- Rob Lowe as Chris Traeger
- First appearance: "The Master Plan" (2010)
- Last appearance: "A Parks and Recreation Special" (2020)
- Portrayed by: Rob Lowe

In-universe information
- Nicknames: The Bionic Man; The Six Million Dollar Man; If I Had To Pick a Dude; Chris-toe-fur;
- Occupation: Indiana State Auditor; Pawnee City Manager; University of Michigan Professor; Indiana University Director of Admissions;
- Family: Unnamed stepbrother
- Spouse: Ann Perkins
- Significant others: Millicent Gergich (ex-girlfriend); Shauna Malwae-Tweep (ex-girlfriend); Jennifer Barkley (ex-lover);
- Children: Oliver Perkins-Traeger (son) Leslie Perkins-Traeger (daughter)

= Chris Traeger =

Fictional character from Parks and Recreation

Christopher "Chris" Traeger is a fictional character played by Rob Lowe on the NBC comedy series Parks and Recreation. He began on the show as an Indiana State Auditor who visits the fictional city of Pawnee to help solve their crippling budget problems, and eventually becomes Pawnee's acting City Manager. Chris is an extremely positive person who is constantly upbeat and energetic. Scrupulously health-conscious, he exercises constantly and eats only healthy foods, hoping to be the first human to reach the age of 150.

Chris first appeared in the second season episode "The Master Plan." Originally expected to appear in eight episodes as a guest star, Lowe eventually signed on to remain on the show as a permanent cast member. Chris was a romantic interest for Ann Perkins (Rashida Jones) throughout the show's run. Chris imposes a strict policy against workplace dating at city hall, but series protagonist Leslie Knope (Amy Poehler) and Ben Wyatt (Adam Scott) begin secretly dating anyway, which Chris eventually accepts.

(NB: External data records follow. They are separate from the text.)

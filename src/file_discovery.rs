use crate::error::{LibraryError, LibraryResult};
use globset::{GlobSet, GlobSetBuilder};
use std::path::{Path, PathBuf};
use tokio::fs;

/// File name prefix of library response files
pub const RESP_PREFIX: &str = "RESP";

/// Async discovery of response files under a library subtree
#[derive(Debug, Clone)]
pub struct FileDiscovery {
    /// File name prefixes to include (e.g., ["RESP"])
    prefixes: Vec<String>,
    /// Include patterns set
    include_set: Option<GlobSet>,
    /// Exclude patterns set
    exclude_set: Option<GlobSet>,
    /// Maximum depth for directory traversal (None = unlimited)
    max_depth: Option<usize>,
    /// Follow symbolic links
    follow_symlinks: bool,
}

fn build_glob_set(patterns: &[String], kind: &str) -> LibraryResult<Option<GlobSet>> {
    if patterns.is_empty() {
        return Ok(None);
    }

    let mut builder = GlobSetBuilder::new();
    for pattern in patterns {
        let glob = globset::GlobBuilder::new(pattern)
            .literal_separator(true)
            .build()
            .map_err(|e| LibraryError::Pattern {
                details: format!("Invalid glob pattern '{}': {}", pattern, e),
            })?;
        builder.add(glob);
    }

    let set = builder.build().map_err(|e| LibraryError::Pattern {
        details: format!("Failed to build {} glob set: {}", kind, e),
    })?;
    Ok(Some(set))
}

impl FileDiscovery {
    pub fn new() -> Self {
        Self {
            prefixes: vec![RESP_PREFIX.to_string()],
            include_set: None,
            exclude_set: None,
            max_depth: None,
            follow_symlinks: false,
        }
    }

    /// Set file name prefixes to discover
    pub fn with_prefixes(mut self, prefixes: Vec<String>) -> Self {
        self.prefixes = prefixes;
        self
    }

    pub fn with_include_patterns(mut self, patterns: Vec<String>) -> LibraryResult<Self> {
        self.include_set = build_glob_set(&patterns, "include")?;
        Ok(self)
    }

    pub fn with_exclude_patterns(mut self, patterns: Vec<String>) -> LibraryResult<Self> {
        self.exclude_set = build_glob_set(&patterns, "exclude")?;
        Ok(self)
    }

    /// Set maximum traversal depth
    pub fn with_max_depth(mut self, depth: Option<usize>) -> Self {
        self.max_depth = depth;
        self
    }

    pub fn with_follow_symlinks(mut self, follow: bool) -> Self {
        self.follow_symlinks = follow;
        self
    }

    /// Discover files under `path` (a file or a directory), sorted by path
    pub async fn discover_files(&self, path: &Path) -> LibraryResult<Vec<PathBuf>> {
        let metadata = fs::metadata(path).await.map_err(|e| {
            if e.kind() == std::io::ErrorKind::NotFound {
                LibraryError::NotFound {
                    path: path.to_path_buf(),
                }
            } else {
                LibraryError::Io(e)
            }
        })?;

        if metadata.is_file() {
            if self.should_process(path) {
                return Ok(vec![path.to_path_buf()]);
            }
            return Ok(Vec::new());
        }

        let mut files = Vec::new();
        let mut read_dir = fs::read_dir(path).await?;

        while let Some(entry) = read_dir.next_entry().await? {
            let entry_path = entry.path();

            if entry_path.is_symlink() && !self.follow_symlinks {
                continue;
            }

            // Entries of the root are at depth 0
            if let Err(e) = self
                .discover_files_recursive(&entry_path, 0, &mut files)
                .await
            {
                log::warn!("Error processing {}: {}", entry_path.display(), e);
            }
        }

        files.sort();
        log::debug!("discovered {} files under {}", files.len(), path.display());
        Ok(files)
    }

    fn discover_files_recursive<'a>(
        &'a self,
        path: &'a Path,
        depth: usize,
        files: &'a mut Vec<PathBuf>,
    ) -> std::pin::Pin<Box<dyn std::future::Future<Output = LibraryResult<()>> + 'a>> {
        Box::pin(async move {
            if let Some(max_depth) = self.max_depth
                && depth > max_depth
            {
                return Ok(());
            }

            let metadata = fs::metadata(path).await?;

            if metadata.is_file() {
                if self.should_process(path) {
                    files.push(path.to_path_buf());
                }
            } else if metadata.is_dir() {
                if let Some(max_depth) = self.max_depth
                    && depth >= max_depth
                {
                    return Ok(());
                }

                let mut read_dir = fs::read_dir(path).await?;

                while let Some(entry) = read_dir.next_entry().await? {
                    let entry_path = entry.path();

                    if entry_path.is_symlink() && !self.follow_symlinks {
                        continue;
                    }

                    if let Err(e) = self
                        .discover_files_recursive(&entry_path, depth + 1, files)
                        .await
                    {
                        log::warn!("Error processing {}: {}", entry_path.display(), e);
                    }
                }
            }

            Ok(())
        })
    }

    /// Check the file name prefix, then the exclude and include patterns
    pub fn should_process(&self, path: &Path) -> bool {
        let Some(name) = path.file_name().and_then(|n| n.to_str()) else {
            return false;
        };
        if !self.prefixes.iter().any(|p| name.starts_with(p.as_str())) {
            return false;
        }

        if let Some(exclude_set) = &self.exclude_set
            && exclude_set.is_match(path)
        {
            return false;
        }

        // If any include pattern is given, at least one must match
        if let Some(include_set) = &self.include_set {
            return include_set.is_match(path);
        }

        true
    }
}

impl Default for FileDiscovery {
    fn default() -> Self {
        Self::new()
    }
}

#[cfg(test)]
mod tests {
    use super::*;
    use std::collections::HashSet;
    use tempfile::TempDir;
    use tokio::fs;

    async fn create_test_library() -> TempDir {
        let temp_dir = TempDir::new().unwrap();
        let root = temp_dir.path();

        fs::create_dir_all(root.join("guralp")).await.unwrap();
        fs::create_dir_all(root.join("streckeisen/sts2")).await.unwrap();

        for (path, text) in [
            ("RESP.XX.NS001..BHZ.CMG3T", "B053F03 x"),
            ("README.txt", "notes"),
            ("guralp/RESP.XX.NS002..BHZ.CMG40T", "B053F03 x"),
            ("guralp/cmg40t.txt", "text"),
            ("streckeisen/sts2/RESP.XX.NS003..BHZ.STS2", "B053F03 x"),
            ("streckeisen/sts2/RESP.XX.NS004..BHZ.STS2", "B053F03 x"),
        ] {
            fs::write(root.join(path), text).await.unwrap();
        }

        temp_dir
    }

    fn names(files: &[PathBuf]) -> HashSet<String> {
        files
            .iter()
            .map(|p| p.file_name().unwrap().to_string_lossy().to_string())
            .collect()
    }

    #[tokio::test]
    async fn test_discover_resp_files() {
        let temp_dir = create_test_library().await;
        let files = FileDiscovery::new()
            .discover_files(temp_dir.path())
            .await
            .unwrap();

        assert_eq!(files.len(), 4);
        let mut sorted = files.clone();
        sorted.sort();
        assert_eq!(files, sorted);
        assert!(!names(&files).contains("README.txt"));
    }

    #[tokio::test]
    async fn test_max_depth_limit() {
        let temp_dir = create_test_library().await;
        let files = FileDiscovery::new()
            .with_max_depth(Some(1))
            .discover_files(temp_dir.path())
            .await
            .unwrap();

        let found = names(&files);
        assert_eq!(files.len(), 2);
        assert!(found.contains("RESP.XX.NS001..BHZ.CMG3T"));
        assert!(found.contains("RESP.XX.NS002..BHZ.CMG40T"));
    }

    #[tokio::test]
    async fn test_include_and_exclude_patterns() {
        let temp_dir = create_test_library().await;
        let files = FileDiscovery::new()
            .with_include_patterns(vec!["**/streckeisen/**".to_string()])
            .unwrap()
            .discover_files(temp_dir.path())
            .await
            .unwrap();
        assert_eq!(files.len(), 2);

        let files = FileDiscovery::new()
            .with_exclude_patterns(vec!["**/*.STS2".to_string()])
            .unwrap()
            .discover_files(temp_dir.path())
            .await
            .unwrap();
        assert_eq!(files.len(), 2);
    }

    #[test]
    fn test_invalid_pattern() {
        let result = FileDiscovery::new().with_include_patterns(vec!["a[".to_string()]);
        assert!(matches!(result, Err(LibraryError::Pattern { .. })));
    }

    #[test]
    fn test_should_process() {
        let discovery = FileDiscovery::new();
        assert!(discovery.should_process(Path::new("dataloggers/RESP.XX.NR001..HHZ.Q330")));
        assert!(!discovery.should_process(Path::new("dataloggers/q330.txt")));

        let custom = FileDiscovery::new().with_prefixes(vec!["SENS".to_string()]);
        assert!(custom.should_process(Path::new("SENS.1")));
        assert!(!custom.should_process(Path::new("RESP.1")));
    }

    #[tokio::test]
    async fn test_nonexistent_directory() {
        let result = FileDiscovery::new()
            .discover_files(Path::new("/nonexistent/path"))
            .await;
        assert!(matches!(result, Err(LibraryError::NotFound { .. })));
    }
}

The idea of Chris as a State Auditor was inspired by real-life reports of government shutdowns during the 2008 financial crisis. The character has received highly positive reviews from critics, and has been described as "one of the great comedic creations of the past couple years" and "one of the funniest performances of Rob Lowe's career."

==Character biography==
===Background and personality===
Chris Traeger begins the show as an auditor working for the Indiana state government in Indianapolis, but eventually becomes the acting city manager of Pawnee, the fictional Indiana city where Parks and Recreation is set. Originally from Wisconsin, he is an excessively positive and optimistic person, who is constantly upbeat and extremely energetic, it is also hinted in several episodes that he is a Buddhist. As a baby, Chris was diagnosed with a rare blood disorder and was not expected to live longer than three weeks, but miraculously survived. As a result, he sees every day he is alive as a gift, which results in his intensely cheerful and enthusiastic personality. He has a stepbrother who lives in London.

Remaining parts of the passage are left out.